Task description >>
Each line in the listing below that contains "ring" should be returned.

━━━━━━━━━━━━━━━━━━━━

use rstar::{RTree, RTreeObject, AABB};
use serde::{Deserialize, Serialize};

use crate::error::ConfigError;
use crate::geometry::{BBox, Point};

/// An axis-aligned rectangular extraction window.
#[derive(Debug, Clone, Copy, PartialEq, Serialize, Deserialize)]
pub struct Window {
    pub min: Point,
    pub max: Point,
}

impl Window {
    pub fn new(xmin: f64, ymin: f64, xmax: f64, ymax: f64) -> Result<Self, ConfigError> {
        if xmin >= xmax || ymin >= ymax {
            return Err(ConfigError::InvalidWindow {
                xmin,
                ymin,
                xmax,
                ymax,
            });
        }
        Ok(Self {
            min: Point::new(xmin, ymin),
            max: Point::new(xmax, ymax),
        })
    }

    /// Grow the window by `margin` on all four sides. The result is always
    /// valid because growing cannot invert a valid window.
    pub fn with_margin(&self, margin: f64) -> Self {
        Self {
            min: Point::new(self.min.x - margin, self.min.y - margin),
            max: Point::new(self.max.x + margin, self.max.y + margin),
        }
    }

    pub fn bbox(&self) -> BBox {
        BBox::new(self.min, self.max)
    }

    /// Bounding-box prefilter. Elements without a computable bbox are
    /// conservatively retained.
    pub fn admits(&self, bbox: Option<&BBox>) -> bool {
        match bbox {
            Some(bb) => self.bbox().intersects(bb),
            None => true,
        }
    }
}

// ── Spatial prefilter index ──────────────────────────────────────────

/// An entry in the R-tree prefilter, referencing an element by its index.
#[derive(Debug, Clone)]
pub struct WindowEntry {
    pub element_index: usize,
    pub bbox: BBox,
}

impl RTreeObject for WindowEntry {
    type Envelope = AABB<[f64; 2]>;

    fn envelope(&self) -> Self::Envelope {
        AABB::from_corners(
            [self.bbox.min.x, self.bbox.min.y],
            [self.bbox.max.x, self.bbox.max.y],
        )
    }
}

/// R-tree over element bounding boxes for bulk window queries. Useful when
/// the same structure is prefiltered against many windows.
pub struct WindowIndex {
    tree: RTree<WindowEntry>,
}

impl WindowIndex {
    pub fn build(entries: Vec<WindowEntry>) -> Self {
        Self {
            tree: RTree::bulk_load(entries),
        }
    }

    /// Indices of all elements whose bbox overlaps the window.
    pub fn query(&self, window: &Window) -> Vec<usize> {
        let envelope = AABB::from_corners(
            [window.min.x, window.min.y],
            [window.max.x, window.max.y],
        );
        self.tree
            .locate_in_envelope_intersecting(&envelope)
            .map(|e| e.element_index)
            .collect()
    }

    pub fn len(&self) -> usize {
        self.tree.size()
    }

    pub fn is_empty(&self) -> bool {
        self.tree.size() == 0
    }
}

// ── Exact rectangular clip ───────────────────────────────────────────

fn cross(ax: f64, ay: f64, bx: f64, by: f64) -> f64 {
    ax * by - ay * bx
}

/// Inside test against the oriented boundary edge (a, b): the window
/// interior lies to the left of each edge.
fn inside(p: &Point, a: &Point, b: &Point) -> bool {
    cross(b.x - a.x, b.y - a.y, p.x - a.x, p.y - a.y) >= 0.0
}

/// Intersection of segment (s, e) with the infinite line through (a, b);
/// parallel and degenerate cases fall back to the segment midpoint.
fn intersect(s: &Point, e: &Point, a: &Point, b: &Point) -> Point {
    let d1 = cross(b.x - a.x, b.y - a.y, s.x - a.x, s.y - a.y);
    let d2 = cross(b.x - a.x, b.y - a.y, e.x - a.x, e.y - a.y);
    let denom = d1 - d2;
    if denom.abs() < f64::EPSILON {
        return Point::new((s.x + e.x) / 2.0, (s.y + e.y) / 2.0);
    }
    let t = d1 / denom;
    Point::new(s.x + t * (e.x - s.x), s.y + t * (e.y - s.y))
}

/// Sutherland–Hodgman clip of a polygon against the window's four
/// half-planes, in the order left, right, bottom, top.
///
/// The result is exact only when the subject polygon is convex; the window
/// itself is always convex. Concave subjects may yield self-intersecting
/// output - a documented limitation of this clip, not corrected here.
/// Returns an empty vector as soon as any pass drops below 3 vertices.
pub fn clip_to_window(ring: &[Point], window: &Window) -> Vec<Point> {
    if ring.len() < 3 {
        return Vec::new();
    }

    let bl = window.min;
    let br = Point::new(window.max.x, window.min.y);
    let tr = window.max;
    let tl = Point::new(window.min.x, window.max.y);

    // Counter-clockwise boundary edges, applied left, right, bottom, top.
    let edges = [(tl, bl), (br, tr), (bl, br), (tr, tl)];

    let mut subject: Vec<Point> = ring.to_vec();
    for (a, b) in &edges {
        let mut output: Vec<Point> = Vec::with_capacity(subject.len() + 4);
        for i in 0..subject.len() {
            let cur = subject[i];
            let next = subject[(i + 1) % subject.len()];
            let cur_in = inside(&cur, a, b);
            let next_in = inside(&next, a, b);

            if cur_in {
                output.push(cur);
                if !next_in {
                    output.push(intersect(&cur, &next, a, b));
                }
            } else if next_in {
                output.push(intersect(&cur, &next, a, b));
            }
        }
        if output.len() < 3 {
            return Vec::new();
        }
        subject = output;
    }

    subject
}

━━━━━━━━━━━━━━━━━━━━

The answer >>
pub fn clip_to_window(ring: &[Point], window: &Window) -> Vec<Point> {
    if ring.len() < 3 {
    let mut subject: Vec<Point> = ring.to_vec();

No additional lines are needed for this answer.